Narrative Disclosure to Summary Compensation Table

Annual Bonus Compensation

Each of the named executive officers participate in the Senior Management Annual Incentive Plan (the “Incentive Plan”), under which they are eligible to receive annual bonuses based on our achievement of annual performance goals and, if applicable, their achievement of individual performance goals. The Company’s performance goals for any fiscal year are based on earnings before interest, taxes, depreciation and amortization (“EBITDA”), earnings per share, business unit or departmental objectives, or some combination of the foregoing, as determined by the Compensation Committee. The named executive officers’ target bonus opportunity under the Incentive Plan are based on a percentage of their base salary or a specific dollar amount. The threshold, or minimum, bonus that may be earned by a named executive officer is 25% of his target bonus opportunity. Subject to the discretion of the Compensation Committee, no bonus is paid unless the threshold level of performance is achieved. A straight line sliding scale is used for calculating the bonus if performance exceeds the threshold but less than the maximum. The maximum bonus that the named executive officers may receive, which equals 200% of their target bonus opportunity, will be awarded only if we achieve at least 130% of our financial performance objectives.

Bonus targets for the 2008 fiscal year were based on the Company’s attainment of specified levels of EBITDA and earnings per share. The Compensation Committee approved the following bonus opportunities and payment forms for the named executive officers for the 2008 fiscal year:

     
Name   2008 Bonus Opportunity   % Cash   % Restricted
Stock
Dinesh Desai, Chairman,
President and Chief Executive Officer
    50% Base Salary       70.0 %      30.0 % 
Ronald Seitz, President – Emtec Operations     50% Base Salary       70.0 %      30.0 % 
Keith Grabel, President – Sales and Marketing   $ 75,000       70.0 %      70.0 % 

For the 2008 fiscal year, we achieved 80.2% of our EBITDA target and 70.2% of our earnings per share target and accordingly, each named executive officer received a bonus under the Incentive Plan.
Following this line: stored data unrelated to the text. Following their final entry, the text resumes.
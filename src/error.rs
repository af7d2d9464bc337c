use thiserror::Error;

#[derive(Debug, Clone, PartialEq, Eq, Error)]
pub enum Error {
    /// A signed weight was negative. `index` is the position of the offending
    /// choice in the input, or 0 for a lone [`crate::Choice`].
    #[error("invalid weight {weight} at choice {index}: weights must be non-negative")]
    InvalidWeight { index: usize, weight: i64 },
    /// The running total no longer fits in a `u64` once choice `index` is added.
    #[error("total weight overflows u64 at choice {index}")]
    WeightOverflow { index: usize },
    /// Nothing can be picked: there are no choices, or every weight is zero.
    #[error("cannot pick when the total weight is zero")]
    EmptyOrZeroTotal,
}
//! Weighted random selection.
//!
//! A [`Chooser`] sorts its [`Choice`]s once and keeps a table of running
//! weight totals, so every later pick is a binary search rather than a walk
//! over the whole list. Use it when many picks are made from the same set.
//! For a single pick from a throwaway list, [`linear::weighted_random`] is
//! simpler.
pub mod choice;
pub mod chooser;
pub mod error;
pub mod linear;

pub use choice::Choice;
pub use chooser::Chooser;
pub use error::Error;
Equity-Based Incentive Compensation

On November 26, 2008, the Compensation Committee approved grants of restricted shares of our common stock to each of our named executive officers in respect of their 2008 fiscal year bonus awards under the Incentive Plan. These awards were based on the fair market value of our common stock on the date of grant, which was $0.33 per share. Accordingly, Mr. Desai received 69,583 shares, Mr. Seitz received 67,294 shares and Mr. Grabel received 36,623 shares. These restricted shares will vest in full on November 26, 2009.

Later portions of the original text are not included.